Metatranscriptomic evaluation of phosphate acquisition gene expression in major heterotrophic species during succession. Expression of the substrate-binding subunit pstS is plotted as an indicative gene for pstSABC, as other transporters and phosphates are each encoded by a single gene. In organisms where they are present, the pst genes are operonic and expression of pstABC displayed similar trends as pstS (Supplementary Table S4). Organism-specific RPKM is plotted on a log₂ scale; error bars indicate 95% confidence interval of the mean (where the 95% confidence interval is inclusive of zero or below, negative error bars are not shown). Filled symbols indicate that two or more peptides were observed for a gene’s product at a given time point; open symbols denote no or inadequate proteomic evidence.

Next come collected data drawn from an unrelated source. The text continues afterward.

//! Wage run models.
//!
//! A [`WageRun`] is the payroll artifact for one pay period: one
//! [`WageRunLine`] per employee plus the run-wide incentive settings. The
//! lifecycle operations live in [`crate::wage_run`].

use chrono::{DateTime, Utc};
use rust_decimal::Decimal;
use serde::{Deserialize, Serialize};
use uuid::Uuid;

use super::{PayPeriod, RateType};
use crate::error::{EngineError, EngineResult};

/// Lifecycle state of a wage run.
#[derive(Debug, Clone, Copy, PartialEq, Eq, Hash, Serialize, Deserialize, Default)]
#[serde(rename_all = "snake_case")]
pub enum WageRunStatus {
    /// Editable; lines may be regenerated and adjusted.
    #[default]
    Draft,
    /// Locked; terminal.
    Finalized,
}

/// Manually entered values for a line.
///
/// Every field is optional: `None` means "not edited", so the distributed or
/// computed value stands.
#[derive(Debug, Clone, Default, PartialEq, Eq, Serialize, Deserialize)]
pub struct LineAdjustments {
    /// Loan repayment deducted from the line.
    #[serde(default)]
    pub loan_deduction: Option<Decimal>,
    /// Tax deducted from the line.
    #[serde(default)]
    pub tax_deduction: Option<Decimal>,
    /// Washing fee deducted from the line.
    #[serde(default)]
    pub washing_fee: Option<Decimal>,
    /// Gas charge deducted from the line.
    #[serde(default)]
    pub gas_charge: Option<Decimal>,
    /// Any other deduction.
    #[serde(default)]
    pub other_deduction: Option<Decimal>,
    /// Supervisor incentive added to the line.
    #[serde(default)]
    pub supervisor_incentive: Option<Decimal>,
}

impl LineAdjustments {
    /// Returns true if no field has been edited.
    pub fn is_empty(&self) -> bool {
        self == &LineAdjustments::default()
    }

    /// Overlays `newer` onto these edits; fields set in `newer` win.
    pub fn merge(&mut self, newer: &LineAdjustments) {
        let overlay = |current: &mut Option<Decimal>, newer: Option<Decimal>| {
            if newer.is_some() {
                *current = newer;
            }
        };
        overlay(&mut self.loan_deduction, newer.loan_deduction);
        overlay(&mut self.tax_deduction, newer.tax_deduction);
        overlay(&mut self.washing_fee, newer.washing_fee);
        overlay(&mut self.gas_charge, newer.gas_charge);
        overlay(&mut self.other_deduction, newer.other_deduction);
        overlay(&mut self.supervisor_incentive, newer.supervisor_incentive);
    }

    /// Rejects negative amounts.
    pub fn validate(&self) -> EngineResult<()> {
        let fields = [
            ("loan_deduction", self.loan_deduction),
            ("tax_deduction", self.tax_deduction),
            ("washing_fee", self.washing_fee),
            ("gas_charge", self.gas_charge),
            ("other_deduction", self.other_deduction),
            ("supervisor_incentive", self.supervisor_incentive),
        ];
        for (field, value) in fields {
            if value.is_some_and(|amount| amount < Decimal::ZERO) {
                return Err(EngineError::InvalidAdjustment {
                    field: field.to_string(),
                    message: "must not be negative".to_string(),
                });
            }
        }
        Ok(())
    }
}

/// Run-wide incentive and charge settings.
#[derive(Debug, Clone, Default, PartialEq, Eq, Serialize, Deserialize)]
pub struct IncentiveSettings {
    /// Total gas bill, split evenly across company-housed lines.
    #[serde(default)]
    pub gas_total: Decimal,
    /// Flat washing fee charged to each company-housed line.
    #[serde(default)]
    pub washing_fee: Decimal,
    /// Flat incentive paid to each supervisor line.
    #[serde(default)]
    pub supervisor_fee: Decimal,
}

/// One employee's aggregate over a pay period.
#[derive(Debug, Clone, PartialEq, Eq, Serialize, Deserialize)]
pub struct WageRunLine {
    /// The employee this line pays.
    pub employee_id: String,
    /// The employee name used for grouping and ordering.
    pub employee_name: String,
    /// The employee's branch.
    pub branch: String,
    /// How the employee is paid.
    pub rate_type: RateType,
    /// Number of attendance records that contributed to the line.
    pub days_worked: u32,
    /// Hours at the ordinary tier.
    pub normal_hours: Decimal,
    /// Base pay: ordinary-tier pay for hourly staff, daily rates for salaried staff.
    pub normal_pay: Decimal,
    /// Hours at time-and-a-half.
    pub overtime_hours_15: Decimal,
    /// Pay for time-and-a-half hours.
    pub overtime_pay_15: Decimal,
    /// Hours at double time.
    pub overtime_hours_20: Decimal,
    /// Pay for double-time hours.
    pub overtime_pay_20: Decimal,
    /// All payable hours.
    pub total_hours: Decimal,
    /// Gross wage before adjustments.
    pub total_wage: Decimal,
    /// Loan repayment.
    pub loan_deduction: Decimal,
    /// Tax withheld.
    pub tax_deduction: Decimal,
    /// Washing fee.
    pub washing_fee: Decimal,
    /// Share of the gas bill.
    pub gas_charge: Decimal,
    /// Any other deduction.
    pub other_deduction: Decimal,
    /// Supervisor incentive.
    pub supervisor_incentive: Decimal,
    /// Free-text notes explaining variances (early leave, open sessions, ...).
    pub variance_notes: String,
    /// Whether the employee lives in company housing.
    pub is_company_housed: bool,
    /// Whether the employee is a supervisor.
    pub is_supervisor: bool,
    /// Whether any contributing record had no clock-out yet.
    pub has_provisional_hours: bool,
    /// The adjustments an operator has entered by hand.
    #[serde(default)]
    pub manual_edits: LineAdjustments,
}

impl WageRunLine {
    /// Sum of every deduction on the line.
    pub fn total_deductions(&self) -> Decimal {
        self.loan_deduction
            + self.tax_deduction
            + self.washing_fee
            + self.gas_charge
            + self.other_deduction
    }

    /// `total_wage + supervisor_incentive - deductions`.
    ///
    /// # Example
    ///
    /// ```
    /// use wage_engine::models::{RateType, WageRunLine};
    /// use rust_decimal::Decimal;
    ///
    /// let mut line = WageRunLine::empty("emp_001", "Ana Lima", "north", RateType::Hourly);
    /// line.total_wage = Decimal::new(1000, 0);
    /// line.supervisor_incentive = Decimal::new(50, 0);
    /// line.tax_deduction = Decimal::new(100, 0);
    /// assert_eq!(line.net_pay(), Decimal::new(950, 0));
    /// ```
    pub fn net_pay(&self) -> Decimal {
        self.total_wage + self.supervisor_incentive - self.total_deductions()
    }

    /// A line with no hours, pay or adjustments.
    pub fn empty(employee_id: &str, employee_name: &str, branch: &str, rate_type: RateType) -> Self {
        Self {
            employee_id: employee_id.to_string(),
            employee_name: employee_name.to_string(),
            branch: branch.to_string(),
            rate_type,
            days_worked: 0,
            normal_hours: Decimal::ZERO,
            normal_pay: Decimal::ZERO,
            overtime_hours_15: Decimal::ZERO,
            overtime_pay_15: Decimal::ZERO,
            overtime_hours_20: Decimal::ZERO,
            overtime_pay_20: Decimal::ZERO,
            total_hours: Decimal::ZERO,
            total_wage: Decimal::ZERO,
            loan_deduction: Decimal::ZERO,
            tax_deduction: Decimal::ZERO,
            washing_fee: Decimal::ZERO,
            gas_charge: Decimal::ZERO,
            other_deduction: Decimal::ZERO,
            supervisor_incentive: Decimal::ZERO,
            variance_notes: String::new(),
            is_company_housed: false,
            is_supervisor: false,
            has_provisional_hours: false,
            manual_edits: LineAdjustments::default(),
        }
    }

    /// Writes the manually edited fields onto the line.
    pub fn apply_manual_edits(&mut self) {
        let edits = self.manual_edits.clone();
        if let Some(value) = edits.loan_deduction {
            self.loan_deduction = value;
        }
        if let Some(value) = edits.tax_deduction {
            self.tax_deduction = value;
        }
        if let Some(value) = edits.washing_fee {
            self.washing_fee = value;
        }
        if let Some(value) = edits.gas_charge {
            self.gas_charge = value;
        }
        if let Some(value) = edits.other_deduction {
            self.other_deduction = value;
        }
        if let Some(value) = edits.supervisor_incentive {
            self.supervisor_incentive = value;
        }
    }
}

/// The payroll artifact for one pay period.
///
/// Fields are read through accessors; every change goes through the
/// lifecycle operations so a finalized run stays locked.
///
/// ```compile_fail
/// use wage_engine::models::{PayPeriod, WageRun, WageRunStatus};
/// use chrono::NaiveDate;
///
/// let day = NaiveDate::from_ymd_opt(2026, 1, 12).unwrap();
/// let mut run = WageRun::new_draft(PayPeriod {
///     start_date: day,
///     end_date: day,
///     public_holidays: vec![],
/// });
/// run.status = WageRunStatus::Finalized;
/// ```
#[derive(Debug, Clone, PartialEq, Eq, Serialize, Deserialize)]
pub struct WageRun {
    /// Unique identifier of the run.
    pub(crate) id: Uuid,
    /// The period the run pays.
    pub(crate) period: PayPeriod,
    /// Lifecycle state.
    pub(crate) status: WageRunStatus,
    /// One line per employee.
    pub(crate) lines: Vec<WageRunLine>,
    /// Run-wide incentive settings.
    pub(crate) incentives: IncentiveSettings,
    /// Sum of every line's net pay.
    pub(crate) grand_total: Decimal,
    /// When the run was created.
    pub(crate) created_at: DateTime<Utc>,
    /// When the draft was last saved.
    pub(crate) last_saved_at: Option<DateTime<Utc>>,
    /// When the run was finalized.
    pub(crate) finalized_at: Option<DateTime<Utc>>,
}

impl WageRun {
    /// Unique identifier of the run.
    pub fn id(&self) -> Uuid {
        self.id
    }

    /// The period the run pays.
    pub fn period(&self) -> &PayPeriod {
        &self.period
    }

    /// Lifecycle state.
    pub fn status(&self) -> WageRunStatus {
        self.status
    }

    /// The lines, in generation order.
    pub fn lines(&self) -> &[WageRunLine] {
        &self.lines
    }

    /// Consumes the run and returns its lines.
    pub fn into_lines(self) -> Vec<WageRunLine> {
        self.lines
    }

    /// Run-wide incentive settings.
    pub fn incentives(&self) -> &IncentiveSettings {
        &self.incentives
    }

    /// Sum of every line's net pay, as of the last mutation.
    pub fn grand_total(&self) -> Decimal {
        self.grand_total
    }

    /// When the run was created.
    pub fn created_at(&self) -> DateTime<Utc> {
        self.created_at
    }

    /// When the draft was last saved.
    pub fn last_saved_at(&self) -> Option<DateTime<Utc>> {
        self.last_saved_at
    }

    /// When the run was finalized.
    pub fn finalized_at(&self) -> Option<DateTime<Utc>> {
        self.finalized_at
    }
}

Expression of rpoC is included as a reference.

FIGURE 5

Metatranscriptomic evaluation of ammonium incorporation gene expression in major heterotrophic species reveals species-specific patterns of nitrogen limitation during succession. Organism-specific RPKM is plotted on a log₂ scale; error bars indicate 95% confidence interval of the mean (where the 95% confidence interval is inclusive of zero or below, negative error bars are not shown). Filled symbols indicate that two or more peptides were observed for a gene’s product at a given time point; open symbols denote no or inadequate proteomic evidence. Expression of rpoC is included as a reference.

FIGURE 6

Localization of A. marincola HL-49 within UCC-O biofilms via fluorescence in situ hybridization. Image represents a maximum-intensity Z-projection of a stack of confocal images, scale bar denotes 20 mm. Fluorescence intensity from FISH probes targeted against A. marincola HL-49 16S ribosomal RNA is depicted in yellow. Cyanobacterial chlorophyll a and phycocyanin auto-fluorescence intensity appear in red within filaments of Phormidium sp. OSCR. Fluorescence images are overlaid upon a differential interference contrast image of consortium biomass to display cell boundaries.